**EXERCISE PROMPT**
Starting at the first line of the data below, retype every line up to and including the one containing "-> (StatusCode, Value)".

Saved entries
#[cfg(test)]
mod tests {
    use super::*;
    use axum::body::Body;
    use axum::http::{Request, StatusCode};
    use http_body_util::BodyExt;
    use serde_json::{json, Value};
    use tower::ServiceExt;
    use uuid::Uuid;

    use crate::api::middleware::tenant::TENANT_HEADER;
    use crate::config::ServiceConfig;

    fn test_app() -> Router {
        let service = CareService::in_memory(ServiceConfig::default()).unwrap();
        api_router(Arc::new(service))
    }

    fn make_request(
        method: &str,
        uri: &str,
        tenant: Option<&str>,
        body: Option<Value>,
    ) -> Request<Body> {
        let mut builder = Request::builder().method(method).uri(uri);
        if let Some(t) = tenant {
            builder = builder.header(TENANT_HEADER, t);
        }
        match body {
            Some(json) => builder
                .header("Content-Type", "application/json")
                .body(Body::from(json.to_string()))
                .unwrap(),
            None => builder.body(Body::empty()).unwrap(),
        }
    }

    async fn call(
        app: &Router,
        method: &str,
        uri: &str,
        tenant: Option<&str>,
        body: Option<Value>,
    ) -> (StatusCode, Value) {
        let response = app
            .clone()
            .oneshot(make_request(method, uri, tenant, body))
            .await
            .unwrap();
        let status = response.status();
        let bytes = response.into_body().collect().await.unwrap().to_bytes();
        let json = if bytes.is_empty() {
            Value::Null
        } else {
            serde_json::from_slice(&bytes).unwrap()
        };
        (status, json)
    }

    async fn create_tenant(app: &Router, name: &str) -> String {
        let (status, json) = call(
            app,
            "POST",
            "/api/tenants",
            None,
            Some(json!({"name": name, "kind": "clinic"})),
        )
        .await;
        assert_eq!(status, StatusCode::CREATED);
        json["id"].as_str().unwrap().to_string()
    }

    async fn create_patient(app: &Router, tenant: &str, surgery_date: Option<&str>) -> String {
        let (status, json) = call(
            app,
            "POST",
            "/api/patients",
            Some(tenant),
            Some(json!({"full_name": "Ana Silva", "surgery_date": surgery_date})),
        )
        .await;
        assert_eq!(status, StatusCode::CREATED);
        json["id"].as_str().unwrap().to_string()
    }

    async fn create_provider(app: &Router, tenant: &str) -> String {
        let (status, json) = call(
            app,
            "POST",
            "/api/providers",
            Some(tenant),
            Some(json!({"full_name": "Dr. Okafor", "role": "surgeon"})),
        )
        .await;
        assert_eq!(status, StatusCode::CREATED);
        json["id"].as_str().unwrap().to_string()
    }

    fn knee_protocol() -> Value {
        json!({
            "name": "Knee replacement",
            "tasks": [
                {"title": "Pre-op form", "task_type": "form", "day_offset": -2},
                {
                    "title": "Ankle pumps",
                    "task_type": "exercise",
                    "day_offset": 1,
                    "recurrence": {"pattern": {"kind": "daily"}, "end_day_offset": 3}
                }
            ]
        })
    }

    #[tokio::test]
    async fn health_needs_no_tenant() {
        let app = test_app();
        let (status, json) = call(&app, "GET", "/api/health", None, None).await;
        assert_eq!(status, StatusCode::OK);
        assert_eq!(json["status"], "ok");
    }

    #[tokio::test]
    async fn tenants_listed_without_header() {
        let app = test_app();
        let (status, json) = call(&app, "GET", "/api/tenants", None, None).await;
        assert_eq!(status, StatusCode::OK);
        assert!(json.as_array().unwrap().is_empty());

        let south = create_tenant(&app, "South Hospital").await;
        let north = create_tenant(&app, "North Clinic").await;

        let (status, json) = call(&app, "GET", "/api/tenants", None, None).await;
        assert_eq!(status, StatusCode::OK);
        let listed = json.as_array().unwrap();
        assert_eq!(listed.len(), 2);
        assert_eq!(listed[0]["id"], north.as_str());
        assert_eq!(listed[0]["name"], "North Clinic");
        assert_eq!(listed[1]["id"], south.as_str());
    }

    #[tokio::test]
    async fn scoped_routes_require_known_tenant() {
        let app = test_app();

        let (status, json) = call(&app, "GET", "/api/patients", None, None).await;
        assert_eq!(status, StatusCode::UNAUTHORIZED);
        assert_eq!(json["error"]["code"], "TENANT_REQUIRED");

        let (status, _) = call(&app, "GET", "/api/patients", Some("not-a-uuid"), None).await;
        assert_eq!(status, StatusCode::UNAUTHORIZED);

        let unknown = Uuid::new_v4().to_string();
        let (status, _) = call(&app, "GET", "/api/patients", Some(&unknown), None).await;
        assert_eq!(status, StatusCode::UNAUTHORIZED);
    }

    #[tokio::test]
    async fn not_found_for_unknown_route() {
        let app = test_app();
        let (status, _) = call(&app, "GET", "/api/nonexistent", None, None).await;
        assert_eq!(status, StatusCode::NOT_FOUND);
    }

    #[tokio::test]
    async fn protocol_assignment_schedules_tasks() {
        let app = test_app();
        let tenant = create_tenant(&app, "North Clinic").await;
        let patient = create_patient(&app, &tenant, Some("2024-03-10")).await;

        let (status, protocol) =
            call(&app, "POST", "/api/protocols", Some(&tenant), Some(knee_protocol())).await;
        assert_eq!(status, StatusCode::CREATED);
        let protocol_id = protocol["id"].as_str().unwrap().to_string();

        let (status, fetched) = call(
            &app,
            "GET",
            &format!("/api/protocols/{protocol_id}"),
            Some(&tenant),
            None,
        )
        .await;
        assert_eq!(status, StatusCode::OK);
        assert_eq!(fetched["name"], "Knee replacement");

        let assign_uri = format!("/api/patients/{patient}/assignments");
        let (status, outcome) = call(
            &app,
            "POST",
            &assign_uri,
            Some(&tenant),
            Some(json!({"protocol_id": protocol_id})),
        )
        .await;
        assert_eq!(status, StatusCode::CREATED);
        // One pre-op form plus ankle pumps on days 1, 2 and 3.
        assert_eq!(outcome["report"]["created"], 4);
        assert_eq!(outcome["assignment"]["anchor_date"], "2024-03-10");

        let (status, json) = call(
            &app,
            "POST",
            &assign_uri,
            Some(&tenant),
            Some(json!({"protocol_id": protocol_id})),
        )
        .await;
        assert_eq!(status, StatusCode::CONFLICT);
        assert_eq!(json["error"]["code"], "CONFLICT");

        let (status, tasks) = call(
            &app,
            "GET",
            &format!("/api/patients/{patient}/tasks"),
            Some(&tenant),
            None,
        )
        .await;
        assert_eq!(status, StatusCode::OK);
        let tasks = tasks.as_array().unwrap();
        assert_eq!(tasks.len(), 4);
        assert_eq!(tasks[0]["scheduled_date"], "2024-03-08");
        assert_eq!(tasks[0]["title"], "Pre-op form");

        let (_, ranged) = call(
            &app,
            "GET",
            &format!("/api/patients/{patient}/tasks?from=2024-03-11&to=2024-03-12"),
            Some(&tenant),
            None,
        )
        .await;
        assert_eq!(ranged.as_array().unwrap().len(), 2);

        let task_id = tasks[0]["id"].as_str().unwrap();
        let status_uri = format!("/api/tasks/{task_id}/status");
        let (status, task) = call(
            &app,
            "POST",
            &status_uri,
            Some(&tenant),
            Some(json!({"status": "completed", "notes": "Signed"})),
        )
        .await;
        assert_eq!(status, StatusCode::OK);
        assert_eq!(task["status"], "completed");
        assert_eq!(task["completion"]["notes"], "Signed");

        let (status, _) = call(
            &app,
            "POST",
            &status_uri,
            Some(&tenant),
            Some(json!({"status": "pending"})),
        )
        .await;
        assert_eq!(status, StatusCode::CONFLICT);
    }

    #[tokio::test]
    async fn assignment_without_anchor_is_bad_request() {
        let app = test_app();
        let tenant = create_tenant(&app, "North Clinic").await;
        let patient = create_patient(&app, &tenant, None).await;
        let (_, protocol) =
            call(&app, "POST", "/api/protocols", Some(&tenant), Some(knee_protocol())).await;

        let (status, json) = call(
            &app,
            "POST",
            &format!("/api/patients/{patient}/assignments"),
            Some(&tenant),
            Some(json!({"protocol_id": protocol["id"]})),
        )
        .await;
        assert_eq!(status, StatusCode::BAD_REQUEST);
        assert_eq!(json["error"]["code"], "BAD_REQUEST");
    }

    #[tokio::test]
    async fn invalid_protocol_is_bad_request() {
        let app = test_app();
        let tenant = create_tenant(&app, "North Clinic").await;
        let (status, _) = call(
            &app,
            "POST",
            "/api/protocols",
            Some(&tenant),
            Some(json!({"name": "Empty", "tasks": []})),
        )
        .await;
        assert_eq!(status, StatusCode::BAD_REQUEST);
    }

    #[tokio::test]
    async fn protocol_with_legacy_descriptor_is_readable() {
        let dir = tempfile::tempdir().unwrap();
        let config = ServiceConfig {
            database_path: dir.path().join("carepath.db"),
            ..ServiceConfig::default()
        };
        let service = CareService::from_config(config.clone()).unwrap();
        let app = api_router(Arc::new(service));
        let tenant = create_tenant(&app, "North Clinic").await;

        let (status, protocol) = call(
            &app,
            "POST",
            "/api/protocols",
            Some(&tenant),
            Some(knee_protocol()),
        )
        .await;
        assert_eq!(status, StatusCode::CREATED);
        let protocol_id = protocol["id"].as_str().unwrap().to_string();

        // An imported template row written straight to the database.
        let conn = crate::db::open_database(&config.database_path).unwrap();
        crate::db::insert_task_definition(
            &conn,
            &crate::models::TaskDefinitionRecord {
                id: Uuid::new_v4(),
                protocol_id: Uuid::parse_str(&protocol_id).unwrap(),
                title: "Monthly check-in".into(),
                task_type: crate::models::enums::TaskType::Message,
                day_offset: 30,
                recurrence: "monthly".into(),
                recurrence_end_day: Some(90),
            },
            2,
        )
        .unwrap();
        drop(conn);

        let (status, json) = call(
            &app,
            "GET",
            &format!("/api/protocols/{protocol_id}"),
            Some(&tenant),
            None,
        )
        .await;
        assert_eq!(status, StatusCode::OK);
        let tasks = json["tasks"].as_array().unwrap();
        assert_eq!(tasks.len(), 3);
        assert_eq!(tasks[2]["recurrence"]["pattern"]["kind"], "none");
        assert_eq!(tasks[2]["recurrence"]["end_day_offset"], 90);
        assert_eq!(tasks[2]["unrecognized_recurrence"], "monthly");
        assert!(tasks[0].get("unrecognized_recurrence").is_none());
    }

    #[tokio::test]
    async fn other_tenants_records_are_not_found() {
        let app = test_app();
        let north = create_tenant(&app, "North Clinic").await;
        let south = create_tenant(&app, "South Hospital").await;
        let patient = create_patient(&app, &north, Some("2024-03-10")).await;

        let (status, _) = call(
            &app,
            "GET",
            &format!("/api/patients/{patient}/tasks"),
            Some(&south),
            None,
        )
        .await;
        assert_eq!(status, StatusCode::NOT_FOUND);

        let (_, listed) = call(&app, "GET", "/api/patients", Some(&south), None).await;
        assert!(listed.as_array().unwrap().is_empty());
    }

    #[tokio::test]
    async fn conversation_flow() {
        let app = test_app();
        let tenant = create_tenant(&app, "North Clinic").await;
        let patient = create_patient(&app, &tenant, Some("2024-03-10")).await;
        let provider = create_provider(&app, &tenant).await;

        let (status, conversation) = call(
            &app,
            "POST",
            "/api/conversations",
            Some(&tenant),
            Some(json!({
                "patient_id": patient,
                "subject": "Swelling",
                "participants": [{"participant_id": provider, "role": "provider"}]
            })),
        )
        .await;
        assert_eq!(status, StatusCode::CREATED);
        assert_eq!(conversation["participants"].as_array().unwrap().len(), 2);
        let conversation_id = conversation["id"].as_str().unwrap().to_string();
        let messages_uri = format!("/api/conversations/{conversation_id}/messages");

        let (status, _) = call(
            &app,
            "POST",
            &format!("/api/conversations/{conversation_id}/typing"),
            Some(&tenant),
            Some(json!({"user_id": patient, "is_typing": true})),
        )
        .await;
        assert_eq!(status, StatusCode::NO_CONTENT);

        let (status, message) = call(
            &app,
            "POST",
            &messages_uri,
            Some(&tenant),
            Some(json!({"sender_id": patient, "body": "Knee is swollen"})),
        )
        .await;
        assert_eq!(status, StatusCode::CREATED);
        assert_eq!(message["sender_role"], "patient");
        let message_id = message["id"].as_str().unwrap().to_string();

        let (status, edited) = call(
            &app,
            "POST",
            &format!("/api/messages/{message_id}/edit"),
            Some(&tenant),
            Some(json!({"editor_id": patient, "body": "Knee is very swollen"})),
        )
        .await;
        assert_eq!(status, StatusCode::OK);
        assert_eq!(edited["edited"], true);

        let (status, _) = call(
            &app,
            "POST",
            &format!("/api/messages/{message_id}/edit"),
            Some(&tenant),
            Some(json!({"editor_id": provider, "body": "Not mine"})),
        )
        .await;
        assert_eq!(status, StatusCode::BAD_REQUEST);

        let (status, read) = call(
            &app,
            "POST",
            &format!("/api/messages/{message_id}/read"),
            Some(&tenant),
            Some(json!({"reader_id": provider})),
        )
        .await;
        assert_eq!(status, StatusCode::OK);
        assert_eq!(read["read_by"].as_array().unwrap().len(), 1);

        let (_, listed) = call(&app, "GET", &messages_uri, Some(&tenant), None).await;
        assert_eq!(listed.as_array().unwrap().len(), 1);
        assert_eq!(listed[0]["body"], "Knee is very swollen");

        let (status, closed) = call(
            &app,
            "POST",
            &format!("/api/conversations/{conversation_id}/status"),
            Some(&tenant),
            Some(json!({"status": "closed"})),
        )
        .await;
        assert_eq!(status, StatusCode::OK);
        assert_eq!(closed["status"], "closed");

        let (status, _) = call(
            &app,
            "POST",
            &messages_uri,
            Some(&tenant),
            Some(json!({"sender_id": provider, "body": "Too late"})),
        )
        .await;
        assert_eq!(status, StatusCode::CONFLICT);
    }
}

**THE ANSWER**
#[cfg(test)]
mod tests {
    use super::*;
    use axum::body::Body;
    use axum::http::{Request, StatusCode};
    use http_body_util::BodyExt;
    use serde_json::{json, Value};
    use tower::ServiceExt;
    use uuid::Uuid;

    use crate::api::middleware::tenant::TENANT_HEADER;
    use crate::config::ServiceConfig;

    fn test_app() -> Router {
        let service = CareService::in_memory(ServiceConfig::default()).unwrap();
        api_router(Arc::new(service))
    }

    fn make_request(
        method: &str,
        uri: &str,
        tenant: Option<&str>,
        body: Option<Value>,
    ) -> Request<Body> {
        let mut builder = Request::builder().method(method).uri(uri);
        if let Some(t) = tenant {
            builder = builder.header(TENANT_HEADER, t);
        }
        match body {
            Some(json) => builder
                .header("Content-Type", "application/json")
                .body(Body::from(json.to_string()))
                .unwrap(),
            None => builder.body(Body::empty()).unwrap(),
        }
    }

    async fn call(
        app: &Router,
        method: &str,
        uri: &str,
        tenant: Option<&str>,
        body: Option<Value>,
    ) -> (StatusCode, Value) {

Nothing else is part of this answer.